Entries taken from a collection
........

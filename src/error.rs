//! Error types for the lifecycle controller

use thiserror::Error;

/// Controller result type
pub type Result<T> = std::result::Result<T, SentinelError>;

/// Errors that can occur while processing lifecycle events
#[derive(Error, Debug)]
pub enum SentinelError {
    /// Message queue error
    #[error("message queue error: {0}")]
    Queue(String),

    /// Scaling group API error
    #[error("scaling group error: {0}")]
    ScalingGroup(String),

    /// Load balancer API error
    #[error("load balancer error: {0}")]
    LoadBalancer(String),

    /// A referenced pool or hook does not exist. Skippable inside the
    /// deregistration stage.
    #[error("{0} not found")]
    NotFound(String),

    /// The instance is not a registered target of the pool. Skippable inside
    /// the deregistration stage.
    #[error("invalid target: {0}")]
    InvalidTarget(String),

    /// Cluster API error
    #[error("cluster API error: {0}")]
    Kube(#[from] kube::Error),

    /// Node drain failure
    #[error("node drain failed: {0}")]
    Drain(String),

    /// A message that cannot be accepted for processing
    #[error("invalid event: {0}")]
    InvalidEvent(String),

    /// An event with the same request id and instance id is already in flight
    #[error("duplicate event: {0}")]
    Duplicate(String),

    /// The event was marked completed while deregistration was in progress
    #[error("event finished execution during deregistration")]
    EventFinished,

    /// A deregistration waiter exhausted its attempts
    #[error("waiter timed out after {0} attempts")]
    WaiterTimeout(u32),

    /// JSON serialization/deserialization error
    #[error("JSON error: {0}")]
    Json(#[from] serde_json::Error),

    /// IO error
    #[error("IO error: {0}")]
    Io(#[from] std::io::Error),

    /// Configuration error
    #[error("configuration error: {0}")]
    Config(String),
}

impl SentinelError {
    /// Create a message queue error
    pub fn queue(msg: impl Into<String>) -> Self {
        Self::Queue(msg.into())
    }

    /// Create a scaling group error
    pub fn scaling_group(msg: impl Into<String>) -> Self {
        Self::ScalingGroup(msg.into())
    }

    /// Create a load balancer error
    pub fn load_balancer(msg: impl Into<String>) -> Self {
        Self::LoadBalancer(msg.into())
    }

    /// Create a not-found error for a named resource
    pub fn not_found(what: impl Into<String>) -> Self {
        Self::NotFound(what.into())
    }

    /// Create an invalid-target error
    pub fn invalid_target(msg: impl Into<String>) -> Self {
        Self::InvalidTarget(msg.into())
    }

    /// Create a node drain error
    pub fn drain(msg: impl Into<String>) -> Self {
        Self::Drain(msg.into())
    }

    /// Create an invalid event error
    pub fn invalid_event(msg: impl Into<String>) -> Self {
        Self::InvalidEvent(msg.into())
    }

    /// Create a duplicate event error
    pub fn duplicate(msg: impl Into<String>) -> Self {
        Self::Duplicate(msg.into())
    }

    /// Create a configuration error
    pub fn config(msg: impl Into<String>) -> Self {
        Self::Config(msg.into())
    }

    /// Whether the error represents a missing pool or hook
    pub fn is_not_found(&self) -> bool {
        matches!(self, Self::NotFound(_))
    }

    /// Whether the error represents a target that is not registered
    pub fn is_invalid_target(&self) -> bool {
        matches!(self, Self::InvalidTarget(_))
    }
}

........

The task
Every line in the entries that contains the word "represents" should be counted, and the total stated alone.

Result of the exercise
2